If you’re at a loss about how to keep the kids “engaged” and creative, just get creative with summer activities — concoct an extended “hunt” for unusual items that can be used to create something — a craft project like a backyard mobile, a tinkling wind chime or a container rock garden.
First, decide on a goal: Point them in the direction you would prefer, but let them decide. Where you live, of course, will also play into your decision. Here are some ideas to get you started:
- Build faerie houses for your back yard.
- Craft a mobile, or more than one, to hang from trees or to add charm to a patio.

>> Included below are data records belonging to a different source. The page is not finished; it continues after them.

//! Token counting for composed prompts using tiktoken-rs.
//!
//! Sampling itself runs on the fixed 4-chars-per-token estimate; the exact
//! count here is only reported back to the caller.

use parking_lot::RwLock;
use std::collections::hash_map::DefaultHasher;
use std::collections::HashMap;
use std::hash::{Hash, Hasher};
use tiktoken_rs::cl100k_base;

use super::budget::CHARS_PER_TOKEN;

/// Entries kept before the cache is halved
const CACHE_CAPACITY: usize = 1_024;

/// Counts keyed by content hash; prompts are often recounted by the CLI
static TOKEN_CACHE: RwLock<Option<HashMap<u64, u32>>> = RwLock::new(None);

fn hash_content(content: &str) -> u64 {
    let mut hasher = DefaultHasher::new();
    content.hash(&mut hasher);
    hasher.finish()
}

/// Count tokens in text using cl100k_base encoding.
///
/// Falls back to [`estimate_tokens_quick`] when the encoder cannot load.
pub fn count_tokens(text: &str) -> u32 {
    if text.is_empty() {
        return 0;
    }

    let key = hash_content(text);
    if let Some(count) = TOKEN_CACHE.read().as_ref().and_then(|c| c.get(&key).copied()) {
        return count;
    }

    let count = match cl100k_base() {
        Ok(bpe) => bpe.encode_with_special_tokens(text).len() as u32,
        Err(e) => {
            tracing::warn!(error = %e, "cl100k_base unavailable, using character estimate");
            return estimate_tokens_quick(text);
        }
    };

    let mut cache = TOKEN_CACHE.write();
    let entries = cache.get_or_insert_with(|| HashMap::with_capacity(CACHE_CAPACITY));
    if entries.len() >= CACHE_CAPACITY {
        let evict: Vec<u64> = entries.keys().take(CACHE_CAPACITY / 2).copied().collect();
        for k in evict {
            entries.remove(&k);
        }
    }
    entries.insert(key, count);

    count
}

/// Estimate from character count, the same ratio the budget uses
pub fn estimate_tokens_quick(text: &str) -> u32 {
    let chars = text.chars().count();
    ((chars + CHARS_PER_TOKEN - 1) / CHARS_PER_TOKEN) as u32
}

#[cfg(test)]
fn cache_len() -> usize {
    TOKEN_CACHE.read().as_ref().map(|c| c.len()).unwrap_or(0)
}

#[cfg(test)]
mod tests {
    use super::*;

    #[test]
    fn test_count_tokens_empty() {
        assert_eq!(count_tokens(""), 0);
    }

    #[test]
    fn test_count_tokens_simple() {
        let count = count_tokens("Hello, world!");
        assert!(count > 0);
        assert!(count < 10);
    }

    #[test]
    fn test_count_tokens_cached() {
        let text = "Quarterly revenue by region, sampled from a large sheet.";
        let first = count_tokens(text);
        let second = count_tokens(text);
        assert_eq!(first, second);
        assert!(cache_len() >= 1);
    }

    #[test]
    fn test_estimate_tokens_quick() {
        assert_eq!(estimate_tokens_quick(""), 0);
        assert_eq!(estimate_tokens_quick("abcd"), 1);
        assert_eq!(estimate_tokens_quick("abcde"), 2);
        // Characters, not bytes
        assert_eq!(estimate_tokens_quick("éééé"), 1);
    }
}
//! Uploaded Document Handling
//!
//! Extraction, budgeted sampling and prompt composition for uploaded files.

pub mod annotator;
pub mod content;
pub mod extract;
pub mod format;
pub mod ingest;
pub mod sampler;

// Re-export key public types
pub use annotator::{detect_truncation, SAMPLING_DISCLOSURE};
pub use content::{DocumentShape, ExtractedContent, Sheet, Unit};
pub use extract::{extract, ExtractError};
pub use format::DocumentFormat;
pub use ingest::{
    compose_prompt, IngestError, IngestedDocument, Ingestor, DEFAULT_PROMPT, EMPTY_DOCUMENT_FALLBACK,
};
pub use sampler::{sample, sample_with_budget, SampleError, SampledResult};
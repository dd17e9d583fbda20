//! Adaptive Sampler
//!
//! Fits extracted content into a character budget. Content that fits is
//! returned verbatim; anything larger is sampled by tier (light, moderate,
//! heavy) with omission markers where content was dropped and a summary of
//! what was kept.

pub mod linear;
pub mod markers;
pub mod tabular;

use serde::{Deserialize, Serialize};
use thiserror::Error;

use crate::context::{CharacterBudget, CompressionTier};
use super::content::{char_len, ExtractedContent};

#[derive(Error, Debug)]
pub enum SampleError {
    #[error("Token budget must be positive")]
    ZeroBudget,
    #[error("Sampled output is {actual} characters, budget is {budget}")]
    BudgetViolation { actual: usize, budget: usize },
}

impl Serialize for SampleError {
    fn serialize<S>(&self, serializer: S) -> Result<S::Ok, S::Error>
    where
        S: serde::Serializer,
    {
        serializer.serialize_str(&self.to_string())
    }
}

/// Bounded text plus bookkeeping on what was kept
#[derive(Debug, Clone, PartialEq, Eq, Serialize, Deserialize)]
#[serde(rename_all = "camelCase")]
pub struct SampledResult {
    pub text: String,
    pub was_truncated: bool,
    /// Pages, flat bodies or data rows in the source
    pub total_units: usize,
    /// Pages, flat bodies or data rows that made it into `text`
    pub included_units: usize,
    /// Most severe tier applied
    pub tier: CompressionTier,
}

impl SampledResult {
    /// Result for content that fit untouched
    pub fn full(text: String, units: usize) -> Self {
        Self {
            text,
            was_truncated: false,
            total_units: units,
            included_units: units,
            tier: CompressionTier::Full,
        }
    }
}

/// Sample `content` to fit a token budget.
pub fn sample(content: &ExtractedContent, token_budget: u32) -> Result<SampledResult, SampleError> {
    let budget = CharacterBudget::from_tokens(token_budget)?;
    sample_with_budget(content, budget)
}

/// Sample `content` to fit a character budget.
pub fn sample_with_budget(
    content: &ExtractedContent,
    budget: CharacterBudget,
) -> Result<SampledResult, SampleError> {
    let result = match content {
        ExtractedContent::Linear { shape, units } => linear::sample_linear(*shape, units, budget),
        ExtractedContent::Tabular { sheets, .. } => tabular::sample_tabular(sheets, budget),
    };

    let actual = char_len(&result.text);
    if actual > budget.chars() {
        tracing::error!(actual, budget = budget.chars(), "Sampler exceeded its budget");
        return Err(SampleError::BudgetViolation {
            actual,
            budget: budget.chars(),
        });
    }

    tracing::debug!(
        shape = ?content.shape(),
        tier = result.tier.display_name(),
        total_units = result.total_units,
        included_units = result.included_units,
        chars = actual,
        "Sampled document"
    );

    Ok(result)
}

/// Apply the safety net and report whether it fired
pub(crate) fn finish(text: String, limit: usize) -> (String, bool) {
    if char_len(&text) <= limit {
        (text, false)
    } else {
        (markers::enforce_budget(text, limit), true)
    }
}
//! Structural Extractors
//!
//! Turn raw upload bytes into `ExtractedContent`. One extractor per format
//! family, dispatched once by `DocumentFormat`.

pub mod delimited;
pub mod docx;
pub mod pdf;
pub mod xlsx;

use serde::Serialize;
use thiserror::Error;

use super::content::ExtractedContent;
use super::format::DocumentFormat;

#[derive(Error, Debug)]
pub enum ExtractError {
    #[error("IO error: {0}")]
    Io(#[from] std::io::Error),
    #[error("PDF error: {0}")]
    Pdf(String),
    #[error("Archive error: {0}")]
    Archive(#[from] zip::result::ZipError),
    #[error("Workbook error: {0}")]
    Workbook(#[from] calamine::XlsxError),
    #[error("CSV error: {0}")]
    Csv(#[from] csv::Error),
    #[error("Missing document part: {0}")]
    MissingPart(String),
    #[error("Malformed document: {0}")]
    Malformed(String),
}

impl Serialize for ExtractError {
    fn serialize<S>(&self, serializer: S) -> Result<S::Ok, S::Error>
    where
        S: serde::Serializer,
    {
        serializer.serialize_str(&self.to_string())
    }
}

/// Extract the full content of a document. Never returns partial content.
pub fn extract(format: DocumentFormat, bytes: &[u8]) -> Result<ExtractedContent, ExtractError> {
    let content = match format {
        DocumentFormat::Pdf => pdf::extract_pdf(bytes)?,
        DocumentFormat::Docx => docx::extract_docx(bytes)?,
        DocumentFormat::Xlsx => xlsx::extract_xlsx(bytes)?,
        DocumentFormat::Csv => delimited::extract_delimited(bytes, b',')?,
        DocumentFormat::Tsv => delimited::extract_delimited(bytes, b'\t')?,
        DocumentFormat::Text => extract_text(bytes),
    };

    tracing::debug!(
        format = ?format,
        units = content.unit_count(),
        "Extracted document"
    );
    Ok(content)
}

/// Plain text and markdown: one flat unit, invalid UTF-8 replaced
fn extract_text(bytes: &[u8]) -> ExtractedContent {
    let text = String::from_utf8_lossy(bytes);
    let text = text.strip_prefix('\u{feff}').unwrap_or(&text);
    ExtractedContent::flat(text.replace("\r\n", "\n"))
}

#[cfg(test)]
mod tests {
    use super::*;
    use crate::documents::content::DocumentShape;

    #[test]
    fn test_plain_text_is_one_flat_unit() {
        let content = extract(DocumentFormat::Text, b"\xef\xbb\xbfline one\r\nline two").unwrap();
        assert_eq!(content.shape(), DocumentShape::Flat);
        assert_eq!(content.unit_count(), 1);
        assert_eq!(content.render(), "line one\nline two");
    }

    #[test]
    fn test_invalid_utf8_is_replaced() {
        let content = extract(DocumentFormat::Text, b"ok \xff done").unwrap();
        assert_eq!(content.render(), "ok \u{fffd} done");
    }

    #[test]
    fn test_dispatch_by_format() {
        let content = extract(DocumentFormat::Tsv, b"a\tb\n1\t2\n").unwrap();
        assert_eq!(content.shape(), DocumentShape::Delimited);
        assert_eq!(content.render(), "a,b\n1,2");
    }

    #[test]
    fn test_corrupt_archive_fails() {
        let result = extract(DocumentFormat::Docx, b"not a zip file");
        assert!(matches!(result, Err(ExtractError::Archive(_))));
    }
}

- Paint stones for an artistic rock garden or to designate different plants; or craft whimsical characters from pebbles and larger rocks.
- Craft recycled art projects from found objects.

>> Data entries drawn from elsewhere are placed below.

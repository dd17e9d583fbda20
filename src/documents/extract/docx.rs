//! Word (DOCX) extraction: the body text of `word/document.xml` as one flat unit.

use std::io::{Cursor, Read};

use quick_xml::events::Event;
use quick_xml::Reader;

use super::ExtractError;
use crate::documents::content::ExtractedContent;

const DOCUMENT_PART: &str = "word/document.xml";

pub fn extract_docx(bytes: &[u8]) -> Result<ExtractedContent, ExtractError> {
    let mut archive = zip::ZipArchive::new(Cursor::new(bytes))?;
    let xml = read_part(&mut archive, DOCUMENT_PART)?
        .ok_or_else(|| ExtractError::MissingPart(DOCUMENT_PART.to_string()))?;

    let paragraphs = paragraphs(&xml)?;
    tracing::debug!(paragraphs = paragraphs.len(), "DOCX text extraction complete");
    Ok(ExtractedContent::flat(paragraphs.join("\n\n")))
}

/// Read an archive member as UTF-8, `None` when absent
fn read_part(archive: &mut zip::ZipArchive<Cursor<&[u8]>>, name: &str) -> Result<Option<String>, ExtractError> {
    let mut file = match archive.by_name(name) {
        Ok(file) => file,
        Err(zip::result::ZipError::FileNotFound) => return Ok(None),
        Err(e) => return Err(e.into()),
    };
    let mut xml = String::new();
    file.read_to_string(&mut xml)
        .map_err(|e| ExtractError::Malformed(format!("{name}: {e}")))?;
    Ok(Some(xml))
}

fn malformed(e: impl std::fmt::Display) -> ExtractError {
    ExtractError::Malformed(format!("{DOCUMENT_PART}: {e}"))
}

/// Non-empty paragraphs in document order. Tabs and line breaks inside a
/// paragraph are kept.
fn paragraphs(xml: &str) -> Result<Vec<String>, ExtractError> {
    let mut reader = Reader::from_str(xml);
    let mut paragraphs = Vec::new();
    let mut current = String::new();
    let mut in_run = false;
    let mut in_text = false;

    loop {
        match reader.read_event().map_err(malformed)? {
            Event::Start(e) => match e.local_name().as_ref() {
                b"r" => in_run = true,
                b"t" => in_text = true,
                // Tab stops in paragraph properties are not text
                b"tab" if in_run => current.push('\t'),
                b"br" | b"cr" if in_run => current.push('\n'),
                _ => {}
            },
            Event::Empty(e) => match e.local_name().as_ref() {
                b"tab" if in_run => current.push('\t'),
                b"br" | b"cr" if in_run => current.push('\n'),
                _ => {}
            },
            Event::Text(e) if in_text => current.push_str(&e.unescape().map_err(malformed)?),
            Event::End(e) => match e.local_name().as_ref() {
                b"r" => in_run = false,
                b"t" => in_text = false,
                b"p" => {
                    let paragraph = current.trim_end();
                    if !paragraph.trim().is_empty() {
                        paragraphs.push(paragraph.to_string());
                    }
                    current.clear();
                }
                _ => {}
            },
            Event::Eof => break,
            _ => {}
        }
    }

    if !current.trim().is_empty() {
        paragraphs.push(current.trim_end().to_string());
    }
    Ok(paragraphs)
}

#[cfg(test)]
mod tests {
    use super::*;
    use std::io::Write;
    use zip::write::SimpleFileOptions;
    use zip::ZipWriter;

    fn docx_with(document_xml: &str) -> Vec<u8> {
        let mut buffer = Cursor::new(Vec::new());
        {
            let mut zip = ZipWriter::new(&mut buffer);
            let options = SimpleFileOptions::default()
                .compression_method(zip::CompressionMethod::Deflated);
            zip.start_file(DOCUMENT_PART, options).unwrap();
            zip.write_all(document_xml.as_bytes()).unwrap();
            zip.finish().unwrap();
        }
        buffer.into_inner()
    }

    #[test]
    fn test_extract_paragraphs() {
        let xml = r#"<w:document><w:body>
            <w:p><w:r><w:t>Quarterly </w:t></w:r><w:r><w:t xml:space="preserve">report &amp; notes</w:t></w:r></w:p>
            <w:p></w:p>
            <w:p><w:r><w:t>Col A</w:t><w:tab/><w:t>Col B</w:t></w:r></w:p>
        </w:body></w:document>"#;
        let content = extract_docx(&docx_with(xml)).unwrap();
        assert_eq!(content.render(), "Quarterly report & notes\n\nCol A\tCol B");
        assert_eq!(content.unit_count(), 1);
    }

    #[test]
    fn test_missing_document_part() {
        let mut buffer = Cursor::new(Vec::new());
        {
            let mut zip = ZipWriter::new(&mut buffer);
            zip.start_file("other.xml", SimpleFileOptions::default()).unwrap();
            zip.write_all(b"<x/>").unwrap();
            zip.finish().unwrap();
        }
        let result = extract_docx(&buffer.into_inner());
        assert!(matches!(result, Err(ExtractError::MissingPart(_))));
    }

    #[test]
    fn test_line_breaks_and_entities() {
        let xml = r#"<w:document xmlns:w="http://schemas.openxmlformats.org/wordprocessingml/2006/main"><w:body>
            <w:p><w:pPr><w:tabs><w:tab w:val="left" w:pos="720"/></w:tabs></w:pPr><w:r><w:t>a &lt; b</w:t><w:br/><w:t>c</w:t></w:r></w:p>
        </w:body></w:document>"#;
        assert_eq!(paragraphs(xml).unwrap(), vec!["a < b\nc"]);
    }

    #[test]
    fn test_mismatched_tags_are_malformed() {
        let result = extract_docx(&docx_with("<w:document><w:body><w:p></w:body>"));
        assert!(matches!(result, Err(ExtractError::Malformed(_))));
    }
}
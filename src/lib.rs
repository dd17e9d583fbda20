// Excerpt Library
// Exports core modules for use by the CLI binary and embedding services

pub mod config;
pub mod context;
pub mod documents;

// Re-export commonly used types for CLI
pub use config::{load_settings, save_settings, settings_path, ConfigError, Settings, TOKEN_BUDGET_ENV};
pub use context::{
    count_tokens, estimate_tokens_quick, to_char_budget, CharacterBudget, CompressionTier, TierPolicy,
    CHARS_PER_TOKEN, DEFAULT_TOKEN_BUDGET,
};
pub use documents::{
    extract, sample, DocumentFormat, DocumentShape, ExtractedContent, IngestError, IngestedDocument,
    Ingestor, SampleError, SampledResult,
};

- If you travel during the summer, collect something — sea glass and broken shells work just fine — from each location for a shadowbox of summer memories
Treat your scavenger list as you would a grocery list; keep it handy and cross off items as you find them. Or create the list as you go along by tallying those unexpected finds. Make the fun last!
Explore nature: Look for bird feathers, perfect stones, or even twigs with “character.” Keep your eyes open in parking lots for coins on the ground or stray screws and bits of shiny metal. Visit flea markets, second hand shops and garage sales. Scratched CDs and DVDs are great — transform them into sun catchers with a bit of fishing line and an old wire hanger. Pick up tarnished old silverware, costume jewelry, belt buckles and bells for a song and turn them into wind chimes, garden sculptures or mobiles.
You never know when you’ll run across the perfect item, or where. Set a limit on how much you’ll pay. The point of it all is to demonstrate to the kids that fun doesn’t have to be expensive, that making something out of found materials can be rewarding, and that doing things together during the summer is the stuff of good times and memories. Start a summer memory book.
Your crafting day will be the “payoff.” Scout Pinterest for craft and garden ideas. Fill your work day with laughter and lemonade! When the rock garden comes together or the fairy houses are placed in their appropriate spots, or as all gather to hear the “music” played by the wind chimes, take a picture to save the moment and celebrate the achievement.